**TO DO**:
Please count the lines below that hold the word "DateTime" and give the count without any other text.

# # # # #

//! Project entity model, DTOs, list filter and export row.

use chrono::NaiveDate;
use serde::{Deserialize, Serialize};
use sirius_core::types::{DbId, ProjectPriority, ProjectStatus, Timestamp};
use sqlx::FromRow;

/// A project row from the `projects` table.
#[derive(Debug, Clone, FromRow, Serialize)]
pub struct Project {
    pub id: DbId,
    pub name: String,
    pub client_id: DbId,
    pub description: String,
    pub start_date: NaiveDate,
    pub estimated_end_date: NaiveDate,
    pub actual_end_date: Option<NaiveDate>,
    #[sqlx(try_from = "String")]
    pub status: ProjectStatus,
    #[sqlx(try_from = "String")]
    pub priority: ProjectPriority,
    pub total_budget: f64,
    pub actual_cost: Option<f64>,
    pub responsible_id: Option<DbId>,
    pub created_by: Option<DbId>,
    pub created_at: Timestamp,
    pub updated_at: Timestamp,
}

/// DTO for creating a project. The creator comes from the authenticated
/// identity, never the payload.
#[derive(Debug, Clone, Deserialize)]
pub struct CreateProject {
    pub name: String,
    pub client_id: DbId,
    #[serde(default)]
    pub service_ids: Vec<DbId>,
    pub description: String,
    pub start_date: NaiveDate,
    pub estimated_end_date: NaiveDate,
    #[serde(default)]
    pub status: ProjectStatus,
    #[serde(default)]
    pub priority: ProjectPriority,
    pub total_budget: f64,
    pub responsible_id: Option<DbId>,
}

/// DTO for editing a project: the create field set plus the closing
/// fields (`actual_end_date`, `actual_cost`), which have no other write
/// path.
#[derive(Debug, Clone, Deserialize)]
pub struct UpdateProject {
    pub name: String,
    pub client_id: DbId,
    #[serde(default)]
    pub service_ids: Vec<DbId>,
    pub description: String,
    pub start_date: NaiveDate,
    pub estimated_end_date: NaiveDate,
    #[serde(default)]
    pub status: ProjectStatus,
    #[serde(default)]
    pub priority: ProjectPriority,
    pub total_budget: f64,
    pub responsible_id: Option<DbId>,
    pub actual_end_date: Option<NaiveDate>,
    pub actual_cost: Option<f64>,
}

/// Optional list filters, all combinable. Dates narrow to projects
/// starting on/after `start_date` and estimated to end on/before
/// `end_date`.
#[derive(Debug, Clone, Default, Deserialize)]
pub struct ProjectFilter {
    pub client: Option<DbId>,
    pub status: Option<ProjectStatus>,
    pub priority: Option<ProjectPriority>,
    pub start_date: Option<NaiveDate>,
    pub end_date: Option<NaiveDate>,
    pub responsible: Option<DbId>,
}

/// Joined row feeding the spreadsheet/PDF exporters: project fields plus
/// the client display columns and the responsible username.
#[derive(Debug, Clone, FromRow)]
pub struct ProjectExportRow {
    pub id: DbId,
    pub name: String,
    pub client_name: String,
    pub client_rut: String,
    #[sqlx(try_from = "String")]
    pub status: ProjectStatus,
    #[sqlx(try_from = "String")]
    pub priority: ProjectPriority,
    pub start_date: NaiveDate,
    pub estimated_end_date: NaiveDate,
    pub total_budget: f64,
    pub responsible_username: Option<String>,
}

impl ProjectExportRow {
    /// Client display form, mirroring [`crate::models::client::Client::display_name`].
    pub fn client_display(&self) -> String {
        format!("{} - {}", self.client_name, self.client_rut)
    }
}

# # # # #

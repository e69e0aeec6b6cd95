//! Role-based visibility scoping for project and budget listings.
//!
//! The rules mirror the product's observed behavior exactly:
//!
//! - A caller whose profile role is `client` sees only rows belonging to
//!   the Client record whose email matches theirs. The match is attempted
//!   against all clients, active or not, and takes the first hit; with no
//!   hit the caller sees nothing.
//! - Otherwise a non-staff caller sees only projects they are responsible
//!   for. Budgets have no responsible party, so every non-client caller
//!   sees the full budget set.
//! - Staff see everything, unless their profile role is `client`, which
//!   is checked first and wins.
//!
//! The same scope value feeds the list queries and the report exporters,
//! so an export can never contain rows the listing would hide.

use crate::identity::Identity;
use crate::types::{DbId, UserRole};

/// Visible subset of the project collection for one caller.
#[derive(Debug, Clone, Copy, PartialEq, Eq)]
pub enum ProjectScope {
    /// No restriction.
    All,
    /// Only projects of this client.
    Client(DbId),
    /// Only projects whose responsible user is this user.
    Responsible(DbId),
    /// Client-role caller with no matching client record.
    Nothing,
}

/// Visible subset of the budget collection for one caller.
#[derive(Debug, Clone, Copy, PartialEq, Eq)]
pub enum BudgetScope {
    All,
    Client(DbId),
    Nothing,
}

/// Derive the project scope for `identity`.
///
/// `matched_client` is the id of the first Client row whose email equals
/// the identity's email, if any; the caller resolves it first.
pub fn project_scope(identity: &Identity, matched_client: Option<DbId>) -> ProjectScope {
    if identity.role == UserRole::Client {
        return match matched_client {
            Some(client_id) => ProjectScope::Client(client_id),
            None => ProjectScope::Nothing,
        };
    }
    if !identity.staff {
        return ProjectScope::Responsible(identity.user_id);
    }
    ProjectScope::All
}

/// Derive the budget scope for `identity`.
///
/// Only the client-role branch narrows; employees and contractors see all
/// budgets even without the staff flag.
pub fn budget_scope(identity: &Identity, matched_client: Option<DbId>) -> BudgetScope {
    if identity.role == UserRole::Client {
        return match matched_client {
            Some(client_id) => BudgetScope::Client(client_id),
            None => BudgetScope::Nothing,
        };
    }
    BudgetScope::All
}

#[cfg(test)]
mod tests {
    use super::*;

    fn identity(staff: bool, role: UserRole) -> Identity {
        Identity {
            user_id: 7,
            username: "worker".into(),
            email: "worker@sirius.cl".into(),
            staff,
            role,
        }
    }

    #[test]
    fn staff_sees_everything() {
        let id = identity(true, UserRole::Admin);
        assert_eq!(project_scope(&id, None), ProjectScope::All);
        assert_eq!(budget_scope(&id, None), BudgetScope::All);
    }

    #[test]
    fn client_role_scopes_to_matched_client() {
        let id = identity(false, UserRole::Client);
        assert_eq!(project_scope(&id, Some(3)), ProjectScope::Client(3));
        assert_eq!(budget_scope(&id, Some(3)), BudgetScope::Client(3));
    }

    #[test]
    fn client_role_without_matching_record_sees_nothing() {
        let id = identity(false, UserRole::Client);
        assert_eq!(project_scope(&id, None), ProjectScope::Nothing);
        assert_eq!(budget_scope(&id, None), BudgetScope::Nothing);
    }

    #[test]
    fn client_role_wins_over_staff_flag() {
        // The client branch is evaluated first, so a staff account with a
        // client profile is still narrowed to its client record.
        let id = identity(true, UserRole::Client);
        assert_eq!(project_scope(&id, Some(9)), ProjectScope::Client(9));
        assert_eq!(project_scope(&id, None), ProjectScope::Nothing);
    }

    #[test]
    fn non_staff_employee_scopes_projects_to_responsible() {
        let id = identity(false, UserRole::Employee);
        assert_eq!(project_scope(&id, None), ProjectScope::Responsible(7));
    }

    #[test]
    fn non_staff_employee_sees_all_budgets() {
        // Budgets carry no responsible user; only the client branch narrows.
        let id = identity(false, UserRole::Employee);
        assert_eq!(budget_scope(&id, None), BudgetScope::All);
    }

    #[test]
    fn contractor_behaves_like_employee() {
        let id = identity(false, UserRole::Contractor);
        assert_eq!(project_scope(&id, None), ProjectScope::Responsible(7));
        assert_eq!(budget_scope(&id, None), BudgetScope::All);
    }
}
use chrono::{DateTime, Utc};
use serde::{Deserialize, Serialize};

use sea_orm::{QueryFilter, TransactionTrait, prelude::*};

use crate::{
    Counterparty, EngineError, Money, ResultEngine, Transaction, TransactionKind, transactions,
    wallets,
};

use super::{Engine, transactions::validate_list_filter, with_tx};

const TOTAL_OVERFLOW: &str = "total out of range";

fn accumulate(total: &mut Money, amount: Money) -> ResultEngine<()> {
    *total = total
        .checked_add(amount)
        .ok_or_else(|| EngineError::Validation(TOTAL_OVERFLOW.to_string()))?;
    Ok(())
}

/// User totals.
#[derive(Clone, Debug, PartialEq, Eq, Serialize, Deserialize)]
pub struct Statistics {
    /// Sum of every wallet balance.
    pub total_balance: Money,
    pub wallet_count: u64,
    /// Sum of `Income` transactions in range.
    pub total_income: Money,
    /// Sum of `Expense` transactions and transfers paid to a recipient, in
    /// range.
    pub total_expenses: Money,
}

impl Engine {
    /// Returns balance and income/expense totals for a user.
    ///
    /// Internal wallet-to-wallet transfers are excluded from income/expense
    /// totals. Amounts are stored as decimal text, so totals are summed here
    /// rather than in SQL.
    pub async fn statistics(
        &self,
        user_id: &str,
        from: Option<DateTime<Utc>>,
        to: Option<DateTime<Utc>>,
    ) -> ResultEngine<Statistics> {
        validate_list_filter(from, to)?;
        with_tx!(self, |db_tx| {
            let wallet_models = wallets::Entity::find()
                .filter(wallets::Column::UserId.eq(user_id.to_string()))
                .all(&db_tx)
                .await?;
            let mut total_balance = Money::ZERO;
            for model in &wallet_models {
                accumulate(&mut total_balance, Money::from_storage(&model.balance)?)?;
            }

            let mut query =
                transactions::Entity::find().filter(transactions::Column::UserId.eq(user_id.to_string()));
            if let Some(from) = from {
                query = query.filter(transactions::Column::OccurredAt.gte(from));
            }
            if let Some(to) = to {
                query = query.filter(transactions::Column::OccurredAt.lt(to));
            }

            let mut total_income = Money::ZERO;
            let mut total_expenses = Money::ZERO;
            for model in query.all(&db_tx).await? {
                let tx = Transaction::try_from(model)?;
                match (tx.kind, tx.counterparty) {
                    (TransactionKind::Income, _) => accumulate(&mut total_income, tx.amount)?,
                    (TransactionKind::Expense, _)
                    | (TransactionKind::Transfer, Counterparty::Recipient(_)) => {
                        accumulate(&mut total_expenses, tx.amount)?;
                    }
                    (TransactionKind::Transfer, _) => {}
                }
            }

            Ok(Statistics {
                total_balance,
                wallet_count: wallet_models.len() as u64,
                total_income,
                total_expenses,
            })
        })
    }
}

# # # # #

**WRITTEN ANSWER**:
3